TASK INPUT below:
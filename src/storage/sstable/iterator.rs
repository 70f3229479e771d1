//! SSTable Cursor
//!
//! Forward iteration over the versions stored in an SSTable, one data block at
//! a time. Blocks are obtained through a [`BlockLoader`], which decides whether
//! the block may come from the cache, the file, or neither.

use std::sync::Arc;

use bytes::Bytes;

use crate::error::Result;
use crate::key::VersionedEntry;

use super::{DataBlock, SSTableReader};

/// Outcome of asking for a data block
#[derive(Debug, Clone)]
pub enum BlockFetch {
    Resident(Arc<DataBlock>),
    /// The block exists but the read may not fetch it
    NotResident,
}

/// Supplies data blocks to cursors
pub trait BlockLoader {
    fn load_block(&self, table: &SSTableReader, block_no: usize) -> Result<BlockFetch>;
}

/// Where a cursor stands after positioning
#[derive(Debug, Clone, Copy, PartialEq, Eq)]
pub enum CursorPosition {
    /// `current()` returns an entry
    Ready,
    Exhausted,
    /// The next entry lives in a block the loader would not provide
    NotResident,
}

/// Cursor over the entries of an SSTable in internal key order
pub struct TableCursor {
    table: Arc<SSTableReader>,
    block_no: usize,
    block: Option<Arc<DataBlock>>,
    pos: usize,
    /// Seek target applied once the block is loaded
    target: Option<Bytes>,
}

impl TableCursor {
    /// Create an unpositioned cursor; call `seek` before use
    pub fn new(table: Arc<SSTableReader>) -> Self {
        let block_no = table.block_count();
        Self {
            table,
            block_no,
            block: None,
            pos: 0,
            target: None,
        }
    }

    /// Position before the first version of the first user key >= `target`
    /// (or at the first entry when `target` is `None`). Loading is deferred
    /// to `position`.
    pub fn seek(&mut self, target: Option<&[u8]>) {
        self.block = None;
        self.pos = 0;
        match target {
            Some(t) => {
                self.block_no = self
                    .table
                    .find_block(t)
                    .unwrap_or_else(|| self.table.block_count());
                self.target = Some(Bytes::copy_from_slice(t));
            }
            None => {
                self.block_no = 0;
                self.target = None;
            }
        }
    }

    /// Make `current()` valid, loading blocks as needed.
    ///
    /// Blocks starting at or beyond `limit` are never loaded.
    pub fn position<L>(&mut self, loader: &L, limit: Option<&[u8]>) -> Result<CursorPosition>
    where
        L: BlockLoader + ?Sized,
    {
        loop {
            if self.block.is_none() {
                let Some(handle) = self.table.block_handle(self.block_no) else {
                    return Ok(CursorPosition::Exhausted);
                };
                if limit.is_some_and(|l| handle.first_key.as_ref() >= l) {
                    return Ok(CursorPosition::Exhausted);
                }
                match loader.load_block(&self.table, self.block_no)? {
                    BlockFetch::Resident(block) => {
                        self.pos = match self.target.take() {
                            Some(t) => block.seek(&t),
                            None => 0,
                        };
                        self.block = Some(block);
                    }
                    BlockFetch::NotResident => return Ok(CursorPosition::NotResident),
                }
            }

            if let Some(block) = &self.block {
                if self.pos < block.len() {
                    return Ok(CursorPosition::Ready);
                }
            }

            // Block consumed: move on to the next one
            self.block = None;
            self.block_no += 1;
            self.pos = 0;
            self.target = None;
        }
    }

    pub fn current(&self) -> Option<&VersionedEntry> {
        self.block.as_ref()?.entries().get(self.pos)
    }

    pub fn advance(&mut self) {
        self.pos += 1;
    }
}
End of TASK INPUT.
TASK INPUT below:
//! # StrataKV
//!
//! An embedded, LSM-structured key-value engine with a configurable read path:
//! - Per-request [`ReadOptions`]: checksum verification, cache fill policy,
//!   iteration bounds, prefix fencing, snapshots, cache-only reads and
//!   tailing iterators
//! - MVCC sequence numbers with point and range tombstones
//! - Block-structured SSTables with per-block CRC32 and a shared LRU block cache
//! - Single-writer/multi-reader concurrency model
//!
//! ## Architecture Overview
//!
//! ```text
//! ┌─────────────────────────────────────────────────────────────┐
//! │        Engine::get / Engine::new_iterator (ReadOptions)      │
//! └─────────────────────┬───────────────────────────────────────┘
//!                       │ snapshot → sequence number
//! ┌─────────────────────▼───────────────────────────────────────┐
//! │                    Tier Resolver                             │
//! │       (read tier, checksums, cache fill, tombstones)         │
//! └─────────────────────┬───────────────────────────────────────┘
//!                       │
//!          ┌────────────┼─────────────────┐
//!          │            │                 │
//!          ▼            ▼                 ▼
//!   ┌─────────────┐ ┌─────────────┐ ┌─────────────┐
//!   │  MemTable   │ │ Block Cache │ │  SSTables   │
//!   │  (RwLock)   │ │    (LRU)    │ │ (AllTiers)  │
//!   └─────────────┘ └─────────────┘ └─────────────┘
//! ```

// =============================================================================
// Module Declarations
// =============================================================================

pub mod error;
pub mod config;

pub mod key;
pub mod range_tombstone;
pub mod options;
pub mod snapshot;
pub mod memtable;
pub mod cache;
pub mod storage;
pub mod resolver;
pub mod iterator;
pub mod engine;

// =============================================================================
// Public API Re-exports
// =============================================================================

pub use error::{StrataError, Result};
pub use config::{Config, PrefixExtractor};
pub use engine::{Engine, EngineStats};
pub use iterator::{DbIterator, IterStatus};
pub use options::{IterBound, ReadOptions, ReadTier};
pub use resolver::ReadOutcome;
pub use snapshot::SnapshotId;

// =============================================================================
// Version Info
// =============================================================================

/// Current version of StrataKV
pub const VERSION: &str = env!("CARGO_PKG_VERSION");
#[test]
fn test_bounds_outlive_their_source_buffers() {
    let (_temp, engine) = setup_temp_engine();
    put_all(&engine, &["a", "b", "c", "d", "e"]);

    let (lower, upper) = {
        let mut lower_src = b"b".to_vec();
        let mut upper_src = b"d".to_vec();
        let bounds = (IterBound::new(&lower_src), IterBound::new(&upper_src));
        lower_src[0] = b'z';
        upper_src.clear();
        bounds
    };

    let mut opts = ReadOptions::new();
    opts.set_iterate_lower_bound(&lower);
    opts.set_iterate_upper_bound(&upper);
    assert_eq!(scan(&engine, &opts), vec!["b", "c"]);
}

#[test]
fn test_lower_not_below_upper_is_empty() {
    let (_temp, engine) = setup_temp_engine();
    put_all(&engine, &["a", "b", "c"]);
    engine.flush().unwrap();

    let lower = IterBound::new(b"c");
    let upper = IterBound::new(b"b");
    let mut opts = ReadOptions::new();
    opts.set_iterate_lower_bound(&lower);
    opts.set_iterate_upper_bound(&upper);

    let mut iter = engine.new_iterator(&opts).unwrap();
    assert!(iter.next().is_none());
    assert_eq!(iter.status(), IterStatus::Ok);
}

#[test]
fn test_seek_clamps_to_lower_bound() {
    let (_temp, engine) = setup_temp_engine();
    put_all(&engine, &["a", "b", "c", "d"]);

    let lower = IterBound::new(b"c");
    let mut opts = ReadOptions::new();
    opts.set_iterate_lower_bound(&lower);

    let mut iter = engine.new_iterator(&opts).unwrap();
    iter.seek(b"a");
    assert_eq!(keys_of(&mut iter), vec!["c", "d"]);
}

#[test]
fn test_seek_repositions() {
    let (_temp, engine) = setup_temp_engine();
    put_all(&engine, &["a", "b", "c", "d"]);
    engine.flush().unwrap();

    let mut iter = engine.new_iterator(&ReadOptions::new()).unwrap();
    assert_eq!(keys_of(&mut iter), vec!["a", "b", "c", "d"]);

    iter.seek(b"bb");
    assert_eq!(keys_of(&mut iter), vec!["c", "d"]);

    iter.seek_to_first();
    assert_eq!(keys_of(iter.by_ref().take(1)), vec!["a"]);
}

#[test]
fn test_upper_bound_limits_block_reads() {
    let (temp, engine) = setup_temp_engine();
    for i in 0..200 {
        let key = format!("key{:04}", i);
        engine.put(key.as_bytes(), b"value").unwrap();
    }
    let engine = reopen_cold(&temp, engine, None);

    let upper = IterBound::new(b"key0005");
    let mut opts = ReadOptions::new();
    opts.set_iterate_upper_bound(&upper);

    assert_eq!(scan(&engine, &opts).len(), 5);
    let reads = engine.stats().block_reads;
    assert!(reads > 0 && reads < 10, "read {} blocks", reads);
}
End of TASK INPUT.
> [WHAT THE TASK REQUIRES] Given the records above, restate word for word only the lines starting at the one with "match loader.load_block(&self.table, self.block_no)?" and ending at the one with "self.block_no += 1;".

> [FINISHED TASK]
                match loader.load_block(&self.table, self.block_no)? {
                    BlockFetch::Resident(block) => {
                        self.pos = match self.target.take() {
                            Some(t) => block.seek(&t),
                            None => 0,
                        };
                        self.block = Some(block);
                    }
                    BlockFetch::NotResident => return Ok(CursorPosition::NotResident),
                }
            }

            if let Some(block) = &self.block {
                if self.pos < block.len() {
                    return Ok(CursorPosition::Ready);
                }
            }

            // Block consumed: move on to the next one
            self.block = None;
            self.block_no += 1;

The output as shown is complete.